* [DATA UNDER STUDY]:
◆ ◆ ◆ ◆ ◆
//! Arena-backed scene graph.
//!
//! Nodes live in a slot vector addressed by opaque handles; parent/child
//! relations are handle fields, which keeps detach/attach atomic and avoids
//! ownership cycles. Handles are never freed during a session, so lookups
//! are plain indexing.

use glam::{DAffine2, DMat3, DVec2};
use scenewire_bytecode::ByteStream;

/// Opaque handle into the scene arena.
#[derive(Clone, Copy, Debug, PartialEq, Eq, Hash)]
pub struct NodeHandle(u32);

/// One scene node: local transform, optional bound drawing program, and the
/// local-to-global matrix derived during the render pass.
#[derive(Clone, Debug)]
pub struct Node {
    pub position: DVec2,
    pub rotation: f64,
    pub scale: DVec2,
    /// Compiled macro output bound by `NodeSetContent`.
    pub content: Option<ByteStream>,
    /// Recomputed every render pass, never persisted across sessions.
    pub local_to_global: DMat3,
    parent: Option<NodeHandle>,
    children: Vec<NodeHandle>,
}

impl Node {
    fn new() -> Self {
        Self {
            position: DVec2::ZERO,
            rotation: 0.0,
            scale: DVec2::ONE,
            content: None,
            local_to_global: DMat3::IDENTITY,
            parent: None,
            children: Vec::new(),
        }
    }

    /// `T(position) × R(rotation) × S(scale)` as a homogeneous 3×3 matrix.
    fn local_matrix(&self) -> DMat3 {
        DMat3::from(DAffine2::from_scale_angle_translation(
            self.scale,
            self.rotation,
            self.position,
        ))
    }

    pub fn parent(&self) -> Option<NodeHandle> {
        self.parent
    }

    pub fn children(&self) -> &[NodeHandle] {
        &self.children
    }
}

/// Non-owning reference to a node plus a local-space offset.
#[derive(Clone, Copy, Debug)]
pub struct Anchor {
    pub node: NodeHandle,
    pub offset: DVec2,
}

/// Owned tree of nodes with a distinguished root.
#[derive(Clone, Debug)]
pub struct SceneGraph {
    nodes: Vec<Node>,
    root: NodeHandle,
}

impl SceneGraph {
    pub fn new() -> Self {
        Self {
            nodes: vec![Node::new()],
            root: NodeHandle(0),
        }
    }

    pub fn root(&self) -> NodeHandle {
        self.root
    }

    pub fn get(&self, handle: NodeHandle) -> &Node {
        &self.nodes[handle.0 as usize]
    }

    pub fn get_mut(&mut self, handle: NodeHandle) -> &mut Node {
        &mut self.nodes[handle.0 as usize]
    }

    /// Allocate a fresh node as a child of the root.
    pub fn alloc(&mut self) -> NodeHandle {
        let handle = NodeHandle(self.nodes.len() as u32);
        self.nodes.push(Node::new());
        self.attach(handle, self.root);
        handle
    }

    /// Re-parent `child` under `parent`: detach from any previous parent,
    /// then attach. A node is never a child of two parents.
    pub fn attach(&mut self, child: NodeHandle, parent: NodeHandle) {
        if let Some(old) = self.nodes[child.0 as usize].parent {
            self.nodes[old.0 as usize].children.retain(|c| *c != child);
        }
        self.nodes[child.0 as usize].parent = Some(parent);
        self.nodes[parent.0 as usize].children.push(child);
    }

    /// Children in insertion order. Cloned so callers can keep mutating the
    /// graph while walking.
    pub fn children(&self, handle: NodeHandle) -> Vec<NodeHandle> {
        self.nodes[handle.0 as usize].children.clone()
    }

    /// Derive `local_to_global` for one node from its parent's matrix. The
    /// parent must have been recomputed earlier in the same pass.
    pub fn recompute_transform(&mut self, handle: NodeHandle) {
        let node = &self.nodes[handle.0 as usize];
        let local = node.local_matrix();
        let global = match node.parent {
            Some(parent) => self.nodes[parent.0 as usize].local_to_global * local,
            None => local,
        };
        self.nodes[handle.0 as usize].local_to_global = global;
    }

    /// Map a node-local point to surface coordinates.
    pub fn global_point(&self, handle: NodeHandle, local: DVec2) -> DVec2 {
        self.nodes[handle.0 as usize]
            .local_to_global
            .transform_point2(local)
    }
}

impl Default for SceneGraph {
    fn default() -> Self {
        Self::new()
    }
}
◆ ◆ ◆ ◆ ◆
When a line above contains the string "SceneGraph", copy that line.

* [ANSWER FOR THE TASK]:
pub struct SceneGraph {
impl SceneGraph {
impl Default for SceneGraph {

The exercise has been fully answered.